I don’t exactly know what I was thinking.
I am flying across the ocean, over thousands and thousands of miles of salty, brackish waters of untold depths that are winging away beneath a metal body that seems to only follow the bumblebee version of physics – working out of belief rather than reason. I am going to meet a friend whom I have never spoken to outside of the contents of our keyboards in Italy. This is, I suppose now, having bought the tickets and boarded this flight, perhaps a bit naive. A little bit crazy.
For some reason, in my mind, the anxious thought dances around on stilts: if all of our bodies and all of our luggage and all of this machinery can ride in a suit of metal through the sky, there must be some sort of magic to it, some sort of belief. And maybe, since I’m thinking of it, that belief is mine. So I can’t stop believing in the power of modern aerodynamics and aeronautics and karma and cha arrows and mana and my own fragile will because the moment I do, the half-moment I do, we could all fall out of the sky.
Maybe more than a little bit crazy.
It is only my second flight of the day, or the two days, as time blurs together at such heights and speeds. I have flown before maybe twenty times and almost always by myself. But I think there’s some comfort in believing you’re safe if only you’re just paying attention. That you won’t be caught off-guard if the worst does come to pass.
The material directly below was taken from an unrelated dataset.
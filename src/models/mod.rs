pub mod assistant;
pub mod user;

pub use assistant::*;
pub use user::*;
It doesn’t, though, and eventually, I watch Three Coins in the Fountain on the airplane TV that is mounted into the seat in front of me. It features Rome in the sixties, women with odd collars, and everything in the glory of technicolor all while my unknown compatriots on this flight yawn and find themselves capable of dreaming while their bodies are moving from point to point at five hundred miles an hour. Most are roused, though, when the flight attendants push the carts through with trays of microwaved Irish stew and some other forgettable option. I loosen my grip on the armrest and tuck in. It’s good. Or at least, if this was to be my last meal on this mortal coil, it was bearable.
Between this and the coffee and tea, time passes, the airplane chooses not to fall out of the air and we land in Dublin.
It’s two a.m. here or that’s what my ticket tells me because no clock looks the same. I log in to Facebook and announce my arrival. To me, I think, as I sit in the waiting area for the final flight that will take me to Rome and to meet the friend who has arranged to pick me up and take me to her house, there’s something miraculous that has just occurred. However, security agents and bleary-eyed passengers, some who flew with me and some who did not, don’t appear to be in the mood to discuss the fact that humanity has devised a way for all of us to transport ourselves over the very clouds, over oceans where for thousands of years people died in the effort of crossing the waters, and now we’re able to do it and shop at the SkyMall at the same time.
The fact that I have to do it again in a matter of an hour and a half seems like I might be pushing my luck.
But curiosity and propriety get me on that last plane and as the sunrises multiply across the time zones, I look out the window to see the mythical Italian landscape slowly come into focus. It is beautiful, and surreal, what you expect and yet, strangely unlike the cities that have welcomed me before. We arrive into Leonardo da Vinci Airport – Fiumicino and and de-plane. Immediately, fear dissipates and re-formulates as all the safety warnings I was given before I left come to mind. Don’t let anyone touch your purse, don’t let the gypsies get you, and don’t get lost. All this and a hot October day brings beads of sweat to my brow as the whole plane struggles into a bus to take us into the actual airport.
Once inside, and through the checkpoints, my suitcase doesn’t come up on the carousel and I realize, perhaps extraordinarily belated, I can’t speak Italian. I can’t tell anyone I can’t find my suitcase. If I was to fall apart in tears, nobody would…and of course, just at the moment of regret, as muscles tighten around my eyes and I feel my body stiffening in fear, I saw the black suitcase swing around to meet me. I lug it off the carousel and start heading to the exit, not sure what exactly Italy was going to mean, but feeling the magic of believing begin.
My friend was standing there at the entrance waving her hands, just as we’d talked about when we dreamed up this trip.
And the journey, as I was to discover, was just starting.